A prefeitura de Santa Luzia apresentou ao MTur três propostas para inserções de comerciais. Aquela que deveria ser a vencedora, por ter apresentado o menor valor, a Miranda Comunicação entregou um orçamento de R$ 175 mil, acima do teto estabelecido pela lei. Questionada pela reportagem, a pasta transfere a responsabilidade sobre o caso para o município.”Todo o processo de contratação de serviços é de responsabilidade da prefeitura convenente”, diz a assessoria do ministério. Na mensagem enviada ao site (leia a íntegra), o MTur confirma que a prestação de contas tem de ser feita “à luz da Lei 8.666/93 e demais instrumentos legais que regem o assunto”.
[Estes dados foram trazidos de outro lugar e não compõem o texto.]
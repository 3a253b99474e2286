//! Ingest pipeline metrics
//!
//! Thin wrappers over the `metrics` facade so metric names and labels live
//! in one place. Without an installed recorder every call is a no-op.

use metrics::{counter, gauge, histogram};

/// Record one ingest request by ack status (`success` / `empty` / `invalid`)
pub fn record_request(status: &'static str) {
    counter!("ingest_requests_total", "status" => status).increment(1);
}

/// Record a decoded batch: its size and how many events it produced
pub fn record_batch(total_records: usize, accepted: usize) {
    histogram!("ingest_batch_size").record(total_records as f64);
    if accepted > 0 {
        counter!("ingest_events_accepted_total").increment(accepted as u64);
    }
}

/// Record a raw entry dropped before dispatch
pub fn record_record_rejected(reason: &'static str) {
    counter!("ingest_records_rejected_total", "reason" => reason).increment(1);
}

/// Record the terminal outcome of one event write (`stored` / `duplicate` / `abandoned`)
pub fn record_write_outcome(shard: &str, outcome: &'static str) {
    counter!(
        "ingest_writes_total",
        "shard" => shard.to_string(),
        "outcome" => outcome
    )
    .increment(1);
}

/// Record one retry attempt inside the failover procedure
pub fn record_failover_attempt(shard: &str) {
    counter!("ingest_failover_attempts_total", "shard" => shard.to_string()).increment(1);
}

/// Record an event abandoned after exhausting failover
pub fn record_failover_exhausted(shard: &str) {
    counter!("ingest_failover_exhausted_total", "shard" => shard.to_string()).increment(1);
}

/// Current number of write tasks not yet terminal
pub fn record_in_flight(count: usize) {
    gauge!("ingest_writes_in_flight").set(count as f64);
}
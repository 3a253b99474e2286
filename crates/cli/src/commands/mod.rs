//! Command implementations.

mod info;
mod serve;
mod validate;

pub use info::run_info;
pub use serve::run_serve;
pub use validate::run_validate;
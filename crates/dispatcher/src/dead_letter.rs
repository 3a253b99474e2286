//! Dead-letter store for abandoned events
//!
//! Keeps the most recent abandoned events in memory and, when a path is
//! configured, appends every one as a JSON line to a file for replay.

use std::collections::VecDeque;
use std::path::{Path, PathBuf};
use std::sync::{Mutex, PoisonError};

use chrono::{DateTime, Utc};
use contracts::{Event, InsertError, ShardName};
use serde::{Deserialize, Serialize};
use tokio::fs::{File, OpenOptions};
use tokio::io::AsyncWriteExt;
use tracing::{error, instrument};

use crate::error::DispatcherError;

/// One abandoned event
#[derive(Debug, Clone, PartialEq, Serialize, Deserialize)]
pub struct DeadLetter {
    pub shard: String,
    pub attempts: u32,
    pub error: String,
    pub abandoned_at: DateTime<Utc>,
    pub event: Event,
}

/// Error text of letters recorded because shutdown cut the write short
pub const UNFINISHED_AT_SHUTDOWN: &str = "write unfinished at shutdown";

impl DeadLetter {
    pub fn new(shard: &ShardName, event: Event, attempts: u32, error: &InsertError) -> Self {
        Self {
            shard: shard.to_string(),
            attempts,
            error: error.to_string(),
            abandoned_at: Utc::now(),
            event,
        }
    }

    /// Event whose write was still running when the shutdown grace elapsed
    pub fn unfinished(shard: &ShardName, event: Event) -> Self {
        Self {
            shard: shard.to_string(),
            attempts: 0,
            error: UNFINISHED_AT_SHUTDOWN.to_string(),
            abandoned_at: Utc::now(),
            event,
        }
    }
}

/// Letters kept in memory when no limit is configured
pub const DEFAULT_RECENT_LIMIT: usize = 1_000;

#[derive(Debug, Default)]
struct Recent {
    letters: VecDeque<DeadLetter>,
    /// Every letter ever recorded, including evicted ones
    recorded: usize,
}

/// Append-only record of abandoned events
#[derive(Debug)]
pub struct DeadLetterStore {
    recent: Mutex<Recent>,
    recent_limit: usize,
    file: Option<tokio::sync::Mutex<File>>,
    path: Option<PathBuf>,
}

impl Default for DeadLetterStore {
    fn default() -> Self {
        Self {
            recent: Mutex::default(),
            recent_limit: DEFAULT_RECENT_LIMIT,
            file: None,
            path: None,
        }
    }
}

impl DeadLetterStore {
    /// Memory-only store
    pub fn in_memory() -> Self {
        Self::default()
    }

    /// Open the store, appending to `path` when given
    #[instrument(name = "dead_letter_open", skip(path))]
    pub async fn open(path: Option<&Path>) -> Result<Self, DispatcherError> {
        let Some(path) = path else {
            return Ok(Self::in_memory());
        };

        let display = path.display().to_string();
        if let Some(parent) = path.parent().filter(|p| !p.as_os_str().is_empty()) {
            tokio::fs::create_dir_all(parent)
                .await
                .map_err(|e| DispatcherError::dead_letter(&display, e))?;
        }
        let file = OpenOptions::new()
            .create(true)
            .append(true)
            .open(path)
            .await
            .map_err(|e| DispatcherError::dead_letter(&display, e))?;

        Ok(Self {
            file: Some(tokio::sync::Mutex::new(file)),
            path: Some(path.to_path_buf()),
            ..Self::default()
        })
    }

    /// Keep at most `limit` letters in memory (at least one)
    pub fn with_recent_limit(mut self, limit: usize) -> Self {
        self.recent_limit = limit.max(1);
        self
    }

    pub fn path(&self) -> Option<&Path> {
        self.path.as_deref()
    }

    pub fn recent_limit(&self) -> usize {
        self.recent_limit
    }

    /// Record an abandoned event.
    ///
    /// File failures are logged. The in-memory window always takes the
    /// letter, evicting the oldest once full.
    pub async fn record(&self, letter: DeadLetter) {
        if let Some(file) = &self.file {
            match serde_json::to_string(&letter) {
                Ok(mut line) => {
                    line.push('\n');
                    let mut file = file.lock().await;
                    if let Err(e) = file.write_all(line.as_bytes()).await {
                        error!(
                            event_id = %letter.event.id,
                            error = %e,
                            "Failed to append dead letter"
                        );
                    } else if let Err(e) = file.flush().await {
                        error!(error = %e, "Failed to flush dead-letter file");
                    }
                }
                Err(e) => {
                    error!(event_id = %letter.event.id, error = %e, "Dead letter not serializable");
                }
            }
        }

        let mut recent = self.lock_recent();
        if recent.letters.len() >= self.recent_limit {
            recent.letters.pop_front();
        }
        recent.letters.push_back(letter);
        recent.recorded += 1;
    }

    /// Letters recorded since start, including ones no longer in memory
    pub fn len(&self) -> usize {
        self.lock_recent().recorded
    }

    pub fn is_empty(&self) -> bool {
        self.len() == 0
    }

    /// Letters evicted from the in-memory window
    pub fn evicted(&self) -> usize {
        let recent = self.lock_recent();
        recent.recorded - recent.letters.len()
    }

    /// Copy of the letters still in memory, oldest first
    pub fn entries(&self) -> Vec<DeadLetter> {
        self.lock_recent().letters.iter().cloned().collect()
    }

    fn lock_recent(&self) -> std::sync::MutexGuard<'_, Recent> {
        self.recent.lock().unwrap_or_else(PoisonError::into_inner)
    }
}
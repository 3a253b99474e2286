//! HTTP server with graceful shutdown

use std::future::Future;
use std::net::SocketAddr;

use axum::Router;
use tokio::net::TcpListener;
use tracing::info;

use crate::error::TransportError;

/// Bind the ingest listener
pub async fn bind(address: &str) -> Result<TcpListener, TransportError> {
    TcpListener::bind(address)
        .await
        .map_err(|e| TransportError::bind(address, e))
}

/// Serve `app` until `shutdown` resolves.
///
/// Returns once the listener is closed and open connections have finished;
/// writes spawned by those requests may still be running.
pub async fn serve<F>(
    listener: TcpListener,
    app: Router,
    shutdown: F,
) -> Result<(), TransportError>
where
    F: Future<Output = ()> + Send + 'static,
{
    let local_addr: Option<SocketAddr> = listener.local_addr().ok();
    info!(address = ?local_addr, "Ingest listener started");

    axum::serve(listener, app)
        .with_graceful_shutdown(shutdown)
        .await
        .map_err(TransportError::Serve)?;

    info!("Ingest listener stopped");
    Ok(())
}

/// Resolve on Ctrl+C or SIGTERM
pub async fn shutdown_signal() {
    let ctrl_c = async {
        if let Err(e) = tokio::signal::ctrl_c().await {
            tracing::error!(error = %e, "Failed to listen for Ctrl+C");
            std::future::pending::<()>().await;
        }
    };

    #[cfg(unix)]
    let terminate = async {
        match tokio::signal::unix::signal(tokio::signal::unix::SignalKind::terminate()) {
            Ok(mut signal) => {
                signal.recv().await;
            }
            Err(e) => {
                tracing::error!(error = %e, "Failed to listen for SIGTERM");
                std::future::pending::<()>().await;
            }
        }
    };

    #[cfg(not(unix))]
    let terminate = std::future::pending::<()>();

    tokio::select! {
        _ = ctrl_c => info!("Received Ctrl+C"),
        _ = terminate => info!("Received SIGTERM"),
    }
}
//! Dispatcher error types

use thiserror::Error;

/// Dispatcher-specific errors
#[derive(Debug, Error)]
pub enum DispatcherError {
    /// Routing over an empty shard set
    #[error("no shards configured")]
    NoShards,

    /// Backend creation error
    #[error("failed to create backend '{name}': {message}")]
    BackendCreation { name: String, message: String },

    /// Dead-letter store could not be opened
    #[error("dead-letter store '{path}' unavailable: {source}")]
    DeadLetter {
        path: String,
        #[source]
        source: std::io::Error,
    },

    /// Contract error
    #[error("contract error: {0}")]
    Contract(#[from] contracts::ContractError),

    /// IO error
    #[error("io error: {0}")]
    Io(#[from] std::io::Error),
}

impl DispatcherError {
    /// Create a backend creation error
    pub fn backend_creation(name: impl Into<String>, message: impl Into<String>) -> Self {
        Self::BackendCreation {
            name: name.into(),
            message: message.into(),
        }
    }

    pub fn dead_letter(path: impl Into<String>, source: std::io::Error) -> Self {
        Self::DeadLetter {
            path: path.into(),
            source,
        }
    }
}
O Mtur também informa que nesta fase não tem a responsabilidade de verificar a veracidade das informações encaminhadas pelo município e que isso só acontecerá após a aplicação do dinheiro. “O Ministério do Turismo não faz qualquer aprovação dos orçamentos na fase de análise dos projetos, pois eles são apenas propostas de referência. A veracidade das informações prestadas é de responsabilidade única do convenente, e todo o processo licitatório será alvo de fiscalização na prestação de contas”, ressalta a assessoria.